Oakapple Homes (Glossop) Ltd v. DTR (2009) Ltd and SJ Catlin Syndicate 2003 at Lloyd’s [2013] EWHC 2394 (TCC)

Oakapple Homes converted a former cotton mill into 72 residential apartments. DTR were appointed as architects for the project. Under the contract DTR was required to enter into collateral warranties in favour of purchasers or tenants on Oakapple’s request, as if the beneficiaries were original parties. Following the completion of the works the freehold was obtained by Zurich Assurance Limited (ZA) and Oakapple Homes became head lessee. The property was destroyed by fire in April 2007. DTR went into liquidation in August 2009. ZA called upon DTR to execute the collateral warranties in favour of lessees. DTR’s liquidator sought guidance from the court as to whether the execution of collateral warranties would remove cover under DTR’s liability policy.
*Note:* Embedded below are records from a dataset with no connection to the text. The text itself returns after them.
//! Router definition for the relay

use axum::{extract::DefaultBodyLimit, routing::*, Router};
use tower_http::{cors::CorsLayer, services::ServeDir, trace::TraceLayer};

use super::handlers;
use super::state::AppState;

/// Create the relay router.
///
/// The static front-end (participant page at `/`, `owner.html`) is only
/// mounted when the configured public dir exists.
pub fn create_router(state: &AppState) -> Router {
    let upload_limit = state.config.max_upload_bytes;

    let mut router = Router::new()
        .route("/health", get(|| async { "OK" }))
        .route("/create-session", get(handlers::create_session))
        .route(
            "/upload/:session_id",
            post(handlers::upload_clip).layer(DefaultBodyLimit::max(upload_limit)),
        )
        .route("/owner/files/:session_id", get(handlers::list_files))
        .route(
            "/uploads/:session_id/:filename",
            get(handlers::retrieve_file),
        )
        .with_state(state.clone());

    if let Some(public_dir) = state.config.public_dir.as_ref().filter(|dir| dir.is_dir()) {
        tracing::debug!(dir = %public_dir.display(), "Serving static front-end");
        router = router.fallback_service(ServeDir::new(public_dir));
    }

    router
        .layer(TraceLayer::new_for_http())
        .layer(CorsLayer::permissive())
}
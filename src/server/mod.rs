pub mod handlers;
pub mod origin;
pub mod routes;
mod state;

pub use state::AppState;

use anyhow::{Context, Result};
use tokio::net::TcpListener;
use tokio::signal;

use crate::common::RelayConfig;
use crate::store::SessionUploadStore;

/// Build the shared state for `config`, creating the upload root if needed
pub async fn build_state(config: RelayConfig) -> Result<AppState> {
    let store = SessionUploadStore::open(&config.upload_root, &config.default_extension)
        .await
        .with_context(|| {
            format!(
                "Failed to create upload root {}",
                config.upload_root.display()
            )
        })?;

    Ok(AppState::new(store, config))
}

/// Run the relay until ctrl-c
pub async fn start_server(config: RelayConfig) -> Result<()> {
    let addr = config.bind_addr();
    let state = build_state(config).await?;
    let app = routes::create_router(&state);

    let listener = TcpListener::bind(addr)
        .await
        .with_context(|| format!("Failed to bind {}", addr))?;
    let port = listener.local_addr()?.port();

    tracing::info!(
        upload_root = %state.store.root().display(),
        "Server running on http://localhost:{}",
        port
    );
    tracing::info!(
        "Open http://localhost:{}/create-session to create a session ID",
        port
    );

    axum::serve(listener, app)
        .with_graceful_shutdown(shutdown_signal())
        .await
        .context("Server error")?;

    tracing::info!("Server stopped");
    Ok(())
}

async fn shutdown_signal() {
    if let Err(e) = signal::ctrl_c().await {
        tracing::error!(error = %e, "Failed to listen for ctrl-c");
        // never resolve; server keeps running without graceful shutdown
        std::future::pending::<()>().await;
    }
}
That policy excluded the insurers’ liability for any claim arising out of any performance warranty unless liability would have existed in the absence of the performance warranty, although the indemnity did apply to a claim arising from performance under collateral warranty provided that the benefit of such warranty was no greater or no longer lasting than that in the original contract.

Ramsey J held that the insurers would face liability if the collateral warranties were entered into. The effect of the collateral warranties was that that DTR could not defend claims against it by reason of contributory negligence on the part of Oakapple because that defence was not available as against a pure contract claim. As far as the policy exclusion was concerned, it was worded to match the insurance cover to the liabilities under DTR’s contract and referred to the nature of the rights conferred by the warranty rather than the amount of damages.

For further information: Oakapple Homes (Glossop) Ltd v DTR (2009) Ltd and SJ Catlin Syndicate 2003 at Lloyd’s [2013] EWHC 2394 (TCC)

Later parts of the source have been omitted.